Hi, our domain ebcconsulting.com has been probably blacklisted. All the website is totally clean, as reported by virustotal and urlvoid. Could someone from Avast Team check and remove our domain? Our customers are experiencing a lot of problems. Tnx

All the website is totally clean, as reported by virustotal and urlvoid

Could someone from Avast Team check and remove our domain?

Blacklisted at PhishTank >> (Submitted Feb 18th 2016) http://www.phishtank.com/phish_detail.php?phish_id=3841669

seems there may have been a link to Phish there? >> hxxp://wxw.ebcconsulting.com/cli/files/index.htm

I do not see any malicious activity, so I am unblocking the domain now

Ok, thank you very much. Can you tell me in how much time Avast won’t signal our domain as infected?

It wasn’t already flagged when HonzaZ posted here.

I’ve updated my Avast, but is still locking the website…

try reboot computer … may need to clear cache

Disabling the shields and enabling them again should do it.

Nice the site is not malware flagged or suspicious, but there is some jquery library to be retired (zipfile for later reference)
moreover website is flagged as a verified PHISH:

-http://ebcconsulting.com
Detected libraries:
jquery - 1.10.2 : -http://ajax.googleapis.com/ajax/libs/jquery/1.10.2/jquery.min.js
jquery-migrate - 1.2.1 : -http://ebcconsulting.com/media/jui/js/jquery-migrate.min.js
Info: Severity: medium
http://bugs.jquery.com/ticket/11290
http://research.insecurelabs.org/jquery/test/
jquery - 1.11.3 : -http://ebcconsulting.com/media/jui/js/jquery.min.js
1 vulnerable library detected

Also check this code and where it may land: http://www.domxssscanner.com/scan?url=http%3A%2F%2Fwww.ebcconsulting.com%2Fmedia%2Fjui%2Fjs%2Fjquery-noconflict.js

Two SRI issues for third party script and stylesheet code: https://sritest.io/#report/1e927064-db15-4b90-9f45-b0f51310d527
and again here this comes flagged: Missing SRI hash
this because of the all ruling “same origin” rule!

Then there is a hidden iFrame flagged:
Compromised sites will often contain embedded iframes that can also deliver malicious code to visitors of the web site. Check any discovered iframes and ensure they are legitimate.
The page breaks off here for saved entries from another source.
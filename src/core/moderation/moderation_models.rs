// Moderation domain models - data structures for the content moderation pipeline.
//
// These are pure domain types with no HTTP dependencies.
// The web layer serializes them straight into responses.

use chrono::{DateTime, Utc};
use serde::{Deserialize, Serialize};

/// A content-policy dimension. Declared order is the iteration order
/// everywhere (suggestions, flagged words, alert summaries).
#[derive(Debug, Clone, Copy, PartialEq, Eq, Hash, Serialize, Deserialize)]
#[serde(rename_all = "snake_case")]
pub enum Category {
    Hate,
    Violence,
    Harassment,
    SelfHarm,
    Sexual,
    Illegal,
}

impl Category {
    /// Every category, in declared order.
    pub const ALL: [Category; 6] = [
        Category::Hate,
        Category::Violence,
        Category::Harassment,
        Category::SelfHarm,
        Category::Sexual,
        Category::Illegal,
    ];

    pub fn as_str(&self) -> &'static str {
        match self {
            Category::Hate => "hate",
            Category::Violence => "violence",
            Category::Harassment => "harassment",
            Category::SelfHarm => "self_harm",
            Category::Sexual => "sexual",
            Category::Illegal => "illegal",
        }
    }

    /// The advisory shown to the author when this category is triggered.
    pub fn advisory(&self) -> &'static str {
        match self {
            Category::Hate => "Consider using more inclusive and respectful language",
            Category::Violence => {
                "⚠️ WARNING: Content contains violent language - avoid references to harm, killing, or violence"
            }
            Category::Harassment => "Ensure content promotes positive interactions",
            Category::SelfHarm => "Content should not promote self-harm or dangerous behaviors",
            Category::Sexual => "Keep content appropriate for all audiences",
            Category::Illegal => "Ensure content complies with legal requirements",
        }
    }
}

impl std::fmt::Display for Category {
    fn fmt(&self, f: &mut std::fmt::Formatter<'_>) -> std::fmt::Result {
        f.write_str(self.as_str())
    }
}

/// One flag per category. Serializes as `{"hate": false, "violence": true, ...}`.
#[derive(Debug, Clone, Copy, Default, PartialEq, Eq, Serialize, Deserialize)]
pub struct CategoryFlags {
    pub hate: bool,
    pub violence: bool,
    pub harassment: bool,
    pub self_harm: bool,
    pub sexual: bool,
    pub illegal: bool,
}

impl CategoryFlags {
    pub fn get(&self, category: Category) -> bool {
        match category {
            Category::Hate => self.hate,
            Category::Violence => self.violence,
            Category::Harassment => self.harassment,
            Category::SelfHarm => self.self_harm,
            Category::Sexual => self.sexual,
            Category::Illegal => self.illegal,
        }
    }

    pub fn set(&mut self, category: Category, value: bool) {
        let slot = match category {
            Category::Hate => &mut self.hate,
            Category::Violence => &mut self.violence,
            Category::Harassment => &mut self.harassment,
            Category::SelfHarm => &mut self.self_harm,
            Category::Sexual => &mut self.sexual,
            Category::Illegal => &mut self.illegal,
        };
        *slot = value;
    }

    /// `(category, flag)` pairs in declared order.
    pub fn iter(&self) -> impl Iterator<Item = (Category, bool)> + '_ {
        Category::ALL.iter().map(move |c| (*c, self.get(*c)))
    }

    /// Categories that are set, in declared order.
    pub fn flagged(&self) -> Vec<Category> {
        self.iter().filter(|(_, v)| *v).map(|(c, _)| c).collect()
    }

    /// Per-category logical OR.
    pub fn union(&self, other: &CategoryFlags) -> CategoryFlags {
        let mut merged = CategoryFlags::default();
        for category in Category::ALL {
            merged.set(category, self.get(category) || other.get(category));
        }
        merged
    }

    /// Human-readable summary, e.g. `"violence, illegal"`.
    pub fn summary(&self) -> String {
        let names: Vec<&str> = self.flagged().iter().map(|c| c.as_str()).collect();
        if names.is_empty() {
            "none".to_string()
        } else {
            names.join(", ")
        }
    }
}

/// Coarse severity bucket.
#[derive(Debug, Clone, Copy, PartialEq, Eq, Serialize, Deserialize)]
#[serde(rename_all = "lowercase")]
pub enum RiskLevel {
    Low,
    Medium,
    High,
}

impl RiskLevel {
    /// Bucket derived from the number of distinct matched trigger words.
    pub fn from_match_count(count: usize) -> Self {
        if count >= 3 {
            RiskLevel::High
        } else if count >= 1 {
            RiskLevel::Medium
        } else {
            RiskLevel::Low
        }
    }

    /// Bucket used by score-based classifiers.
    pub fn from_score(flagged: bool, score: f64) -> Self {
        if flagged {
            RiskLevel::High
        } else if score > 0.3 {
            RiskLevel::Medium
        } else {
            RiskLevel::Low
        }
    }
}

impl std::fmt::Display for RiskLevel {
    fn fmt(&self, f: &mut std::fmt::Formatter<'_>) -> std::fmt::Result {
        match self {
            RiskLevel::Low => write!(f, "low"),
            RiskLevel::Medium => write!(f, "medium"),
            RiskLevel::High => write!(f, "high"),
        }
    }
}

/// The decision produced for one piece of content.
///
/// Created fresh per request. Never stored on its own; it is either returned
/// to the caller or summarized into an alert.
#[derive(Debug, Clone, PartialEq, Serialize, Deserialize)]
#[serde(rename_all = "camelCase")]
pub struct ModerationResult {
    pub flagged: bool,
    pub categories: CategoryFlags,
    pub confidence: f64,
    pub provider: String,
    pub flagged_words: Vec<String>,
    pub risk_level: RiskLevel,
    pub suggestions: Vec<String>,
    pub timestamp: DateTime<Utc>,
}

#[cfg(test)]
mod tests {
    use super::*;

    #[test]
    fn test_category_flags_serialize_with_snake_case_keys() {
        let mut flags = CategoryFlags::default();
        flags.set(Category::SelfHarm, true);

        let json = serde_json::to_value(flags).unwrap();
        assert_eq!(json["self_harm"], true);
        assert_eq!(json["hate"], false);
        assert_eq!(json.as_object().unwrap().len(), 6);
    }

    #[test]
    fn test_union_never_clears_a_set_flag() {
        let mut local = CategoryFlags::default();
        local.set(Category::Violence, true);
        let mut remote = CategoryFlags::default();
        remote.set(Category::Hate, true);

        let merged = local.union(&remote);
        assert_eq!(merged.flagged(), vec![Category::Hate, Category::Violence]);
    }

    #[test]
    fn test_summary_lists_flagged_in_declared_order() {
        let mut flags = CategoryFlags::default();
        flags.set(Category::Illegal, true);
        flags.set(Category::Violence, true);
        assert_eq!(flags.summary(), "violence, illegal");
        assert_eq!(CategoryFlags::default().summary(), "none");
    }

    #[test]
    fn test_risk_level_buckets() {
        assert_eq!(RiskLevel::from_match_count(0), RiskLevel::Low);
        assert_eq!(RiskLevel::from_match_count(2), RiskLevel::Medium);
        assert_eq!(RiskLevel::from_match_count(3), RiskLevel::High);
        assert_eq!(RiskLevel::from_score(false, 0.31), RiskLevel::Medium);
        assert_eq!(RiskLevel::from_score(false, 0.3), RiskLevel::Low);
        assert_eq!(RiskLevel::from_score(true, 0.0), RiskLevel::High);
    }

    #[test]
    fn test_result_serializes_camel_case() {
        let result = ModerationResult {
            flagged: false,
            categories: CategoryFlags::default(),
            confidence: 0.95,
            provider: "Local Analysis".to_string(),
            flagged_words: vec![],
            risk_level: RiskLevel::Low,
            suggestions: vec![],
            timestamp: Utc::now(),
        };

        let json = serde_json::to_value(&result).unwrap();
        assert_eq!(json["riskLevel"], "low");
        assert!(json["flaggedWords"].is_array());
        assert!(json["timestamp"].is_string());
    }
}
I assume this one is OK, allthough scriptblockers may block it.

What is more of a cocern is that this site is listed as a verified PHISH at PhishTank: https://www.phishtank.com/phish_detail.php?phish_id=3841669
Verified: Is a phish
As verified by buaya knack paulch phxcz Pluto67

Then we check Joomla CMS:
Outdated: Joomla Version
3.4
Version does not appear to be latest 3.4.8 - update now.

Joomla Modules, Components and Plugins
The following modules were detected from the HTML source of the Joomla front page.
mod_social_icons
mod_roknavmenu
The following components were detected from the HTML source of the Joomla front page.
No components were found passively in HTML source
The following plugins were detected from the HTML source of the Joomla front page.
jcemediabox
fmalertcookies
fastsocialshare
Adding Modules, Components and Plugins to a Joomla site expands your attack surface. These addons are a source of many security vulnerabilities, it is important to always keep them updated to the latest version available and check the developers plugin page for information about security related updates and fixes. Using the JoomlaVS scanner it is possible to dig deeper and determine all installed components, including the version. This allows security vulnerabilities to be identified.

reported by,

polonus (volunteer website security analyst and website error-hunter)